Re: Reclaim space quickly (sdelete alternative)

I apologize Graham.  I somehow forgot about this and never followed up.  I'm in the midst of needing to run this script again and unfortunately I can't find my original script that prompted this post.  I'm going through my notes and will revisit creating a script you may be able to try in your environment if you still need it.

Edit:  I have edited my original post and attached my copy of the script.

jliu79
Frequent Advisor

Re: Reclaim space quickly (sdelete alternative)

Thanks and the script worked for me. But the space reclaimed from the volume was taken back by the snapshot which didn't really save me anything.

chris24
Respected Contributor

Re: Reclaim space quickly (sdelete alternative)

It will, when the snapshot is deleted.

If you do not have any snapshot schedules defined then it will take an hour to disappear. Don't worry you get the space back

rajdude
New Member

Re: Reclaim space quickly (sdelete alternative)

Thank you very much for this script! I have been using this for a couple of years now, pretty successfully. I have used it on other brands of SANs also with excellent results.

Recently I ran into a problem where the "write zeros until less than 1 GB left" was causing some VMs to "pause". This is on Hyper-V 2012 R2.  Hyper-V polls for free space regularly and if the free space falls under 2 GB it warns. When the free space falls under 200 MB it pauses VMs. To alleviate the problem, I have changed this line to 3 GB

while ((gwmi win32_volume | where {$_.name -eq "$FilePath"}).Freespace -gt 3221225472) {

Sure, I will have the last 3 GB not zeroed out and not reclaimed but I can live with that. What I cannot live with is to come into the office on Monday and see some of the production VMs paused (causing outage).

PS: no fault of the script here, just how Hyper-V works.

Again, thanks for the excellent script!

rajdude
New Member

Re: Reclaim space quickly (sdelete alternative)

Well, I am replying to my own post.

While setting the minimum space left to 3 GB prevents Hyper-V VMs from going into a paused state, I still get alerts from SCOM saying:

The cluster shared volume CSV 12 Near Line mounted on C:\ClusterStorage\Volume12 is running out of disk space.

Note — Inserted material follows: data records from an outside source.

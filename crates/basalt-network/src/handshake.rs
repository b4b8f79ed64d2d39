//! Capability-negotiation handshake.
//!
//! On every new connection both endpoints symmetrically send one control
//! frame carrying their hello (node id, nonce, capability list), receive
//! the remote's hello, and derive the per-connection protocol code tables
//! from the common capability set. Both sides must derive identical tables
//! from identical inputs, so the common set is ordered by capability
//! string before codes are assigned.
//!
//! Hello payload layout, big-endian:
//!
//! ```text
//! node id (32) | nonce: u32 | cap count: u8 | { name len: u8, name, version: u32 }*
//! ```

use crate::error::{NetworkError, NetworkResult};
use crate::frame::{Frame, FrameReader, FrameWriter};
use crate::message::{BASE_PROTO_CODE, CTL_MSG_HANDSHAKE, CTL_PROTO_CODE};
use basalt_discovery::{NodeId, NODE_ID_LEN};
use blake2::digest::consts::U32;
use blake2::{Blake2b, Digest};
use bytes::{Buf, BufMut, Bytes, BytesMut};
use std::collections::{BTreeMap, HashMap};
use std::fmt;

/// Upper bound on advertised capabilities in one hello.
const MAX_CAPABILITIES: usize = 64;

/// A named, versioned sub-protocol advertisement.
#[derive(Debug, Clone, PartialEq, Eq, Hash)]
pub struct Capability {
    /// Short protocol name, e.g. `chain` or `tx`.
    pub name: String,
    /// Protocol version.
    pub version: u32,
}

impl Capability {
    /// Create a capability.
    pub fn new(name: impl Into<String>, version: u32) -> Self {
        Self {
            name: name.into(),
            version,
        }
    }
}

impl fmt::Display for Capability {
    fn fmt(&self, f: &mut fmt::Formatter<'_>) -> fmt::Result {
        write!(f, "{}/{}", self.name, self.version)
    }
}

/// The hello each endpoint sends as the first frame.
#[derive(Debug, Clone, PartialEq, Eq)]
pub struct Hello {
    /// Sender's node id.
    pub node_id: NodeId,
    /// Random 32-bit nonce, input to the session-secret hook.
    pub nonce: u32,
    /// Capabilities of the sender's registered sub-protocols.
    pub capabilities: Vec<Capability>,
}

impl Hello {
    /// Serialize the hello into a control-frame payload.
    pub fn serialize(&self) -> Bytes {
        let mut buf = BytesMut::with_capacity(NODE_ID_LEN + 5 + self.capabilities.len() * 16);
        buf.put_slice(self.node_id.as_bytes());
        buf.put_u32(self.nonce);
        buf.put_u8(self.capabilities.len() as u8);
        for cap in &self.capabilities {
            let name = cap.name.as_bytes();
            buf.put_u8(name.len() as u8);
            buf.put_slice(name);
            buf.put_u32(cap.version);
        }
        buf.freeze()
    }

    /// Parse a hello payload.
    ///
    /// Truncated or malformed payloads are rejected, as is a zero-valued
    /// node id, so a hello that failed to populate its fields can never
    /// pass for a real participant.
    pub fn parse(data: &[u8]) -> NetworkResult<Self> {
        let mut buf = data;
        if buf.remaining() < NODE_ID_LEN + 4 + 1 {
            return Err(NetworkError::InvalidFrame("truncated hello".into()));
        }
        let mut id = [0u8; NODE_ID_LEN];
        buf.copy_to_slice(&mut id);
        let node_id = NodeId::from_bytes(id);
        if node_id.is_zero() {
            return Err(NetworkError::HandshakeFailed("zero node id".into()));
        }

        let nonce = buf.get_u32();
        let count = buf.get_u8() as usize;
        if count > MAX_CAPABILITIES {
            return Err(NetworkError::InvalidFrame(format!(
                "hello advertises {count} capabilities, max {MAX_CAPABILITIES}"
            )));
        }

        let mut capabilities = Vec::with_capacity(count);
        for _ in 0..count {
            if buf.remaining() < 1 {
                return Err(NetworkError::InvalidFrame("truncated capability".into()));
            }
            let name_len = buf.get_u8() as usize;
            if buf.remaining() < name_len + 4 {
                return Err(NetworkError::InvalidFrame("truncated capability".into()));
            }
            let name_bytes = buf.copy_to_bytes(name_len);
            let name = std::str::from_utf8(&name_bytes)
                .map_err(|_| NetworkError::InvalidFrame("capability name not utf-8".into()))?
                .to_string();
            let version = buf.get_u32();
            capabilities.push(Capability { name, version });
        }

        Ok(Self {
            node_id,
            nonce,
            capabilities,
        })
    }
}

/// Result of a completed hello exchange.
#[derive(Debug)]
pub struct HelloExchange {
    /// The nonce this endpoint generated.
    pub local_nonce: u32,
    /// The remote's hello.
    pub remote: Hello,
}

/// Perform the symmetric hello exchange on a fresh connection.
///
/// Sends the local hello, then requires the first received frame to be the
/// control handshake. Anything else is an [`NetworkError::InvalidFrame`]
/// and the caller closes the connection without admitting a peer.
pub async fn exchange(
    reader: &mut FrameReader,
    writer: &mut FrameWriter,
    local_id: NodeId,
    capabilities: Vec<Capability>,
) -> NetworkResult<HelloExchange> {
    let local_nonce: u32 = rand::random();
    let hello = Hello {
        node_id: local_id,
        nonce: local_nonce,
        capabilities,
    };
    writer
        .send_frame(&Frame::control_with(CTL_MSG_HANDSHAKE, hello.serialize()))
        .await?;

    let frame = reader.recv_frame().await?;
    if frame.proto_code != CTL_PROTO_CODE || frame.msg_code != CTL_MSG_HANDSHAKE {
        return Err(NetworkError::InvalidFrame(format!(
            "expected handshake frame, got proto {} msg {}",
            frame.proto_code, frame.msg_code
        )));
    }
    let remote = Hello::parse(&frame.payload)?;

    Ok(HelloExchange {
        local_nonce,
        remote,
    })
}

/// Per-connection protocol code tables produced by the handshake.
///
/// Immutable once built. `by_code` demultiplexes inbound frames,
/// `by_cap` multiplexes outbound sends.
#[derive(Debug, Clone, Default)]
pub struct CodeTables {
    /// protoCode -> capability, codes assigned from [`BASE_PROTO_CODE`].
    pub by_code: BTreeMap<u16, Capability>,
    /// capability string -> protoCode.
    pub by_cap: HashMap<String, u16>,
}

impl CodeTables {
    /// Capabilities in code order.
    pub fn capabilities(&self) -> Vec<Capability> {
        self.by_code.values().cloned().collect()
    }
}

/// Derive the code tables from both endpoints' capability lists.
///
/// The common set is the intersection by (name, version), sorted by the
/// capability string so both endpoints assign identical codes.
pub fn negotiate(local: &[Capability], remote: &[Capability]) -> CodeTables {
    let mut common: Vec<&Capability> = local.iter().filter(|c| remote.contains(c)).collect();
    common.sort_by_key(|c| c.to_string());
    common.dedup();

    let mut tables = CodeTables::default();
    let mut code = BASE_PROTO_CODE;
    for cap in common {
        tables.by_code.insert(code, cap.clone());
        tables.by_cap.insert(cap.to_string(), code);
        code += 1;
    }
    tables
}

/// Derive 32 bytes of per-connection key material from both endpoints'
/// ids and nonces.
///
/// The pairs are ordered by node id before hashing, so the two endpoints
/// derive identical material. No cipher is applied here; this is the
/// extension point for an encrypted-transport layer.
pub fn session_secret(a_id: &NodeId, a_nonce: u32, b_id: &NodeId, b_nonce: u32) -> [u8; 32] {
    let (first, second) = if a_id.as_bytes() <= b_id.as_bytes() {
        ((a_id, a_nonce), (b_id, b_nonce))
    } else {
        ((b_id, b_nonce), (a_id, a_nonce))
    };

    let mut hasher = Blake2b::<U32>::new();
    hasher.update(first.0.as_bytes());
    hasher.update(first.1.to_be_bytes());
    hasher.update(second.0.as_bytes());
    hasher.update(second.1.to_be_bytes());

    let mut out = [0u8; 32];
    out.copy_from_slice(&hasher.finalize());
    out
}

The value that exceeded the warning threshold is 1% free space.


I wonder if the Get-WmiObject win32_volume can output a percentage and then we can make somehow make sure the space in the CSV (cluster shared volume) does not fall below 1%


Sorry, I am not VERY good with scripting, so asking this question here.

jstinson105
Advisor

Re: Re: Reclaim space quickly (sdelete alternative)

Hey Matthew,

I've reworked your script to include multithreading as well as a couple other tweaks.

  • By default the script will run 2 threads but you can change it by specifying -maxthreads when you call it.
  • The script will write 10GB files ($fileSize) and stop once there is less than $fileSize+2GB free. This is to prevent the scenario where the run loop finds exactly 10GB free and decides to fill it up on a production volume, giving a high chance of breaking other applications.
  • The script has been modified to work with Mount Points while ensuring they won't get filled up (previous point)
  • There's a progress bar (this shouldn't be the part I'm most pleased with, right??)

This is of course free for anyone to use and I welcome any bug reports. I've tested it on my own desktop and several servers but obviously haven't put it through rigorous QA so use it at your own risk.

To call the scripts, use

ZeroAsync.ps1 <path> [-MaxThreads <numThreads>]

So "ZeroAsync.ps1 E:" or "ZeroAsync.ps1 C:\myMountPoint -MaxThreads 4" or something like that.

Cheers,
Jonathan

tsavage119
New Member

Re: Reclaim space quickly (sdelete alternative)

Thank you very much for this.  I will keep this in my toolbox for future reference.  I just had to reclaim about 1TB on an old fileserver that I used VMware Converter to clone the machine with new disk sizes.  Wish I had this info back then.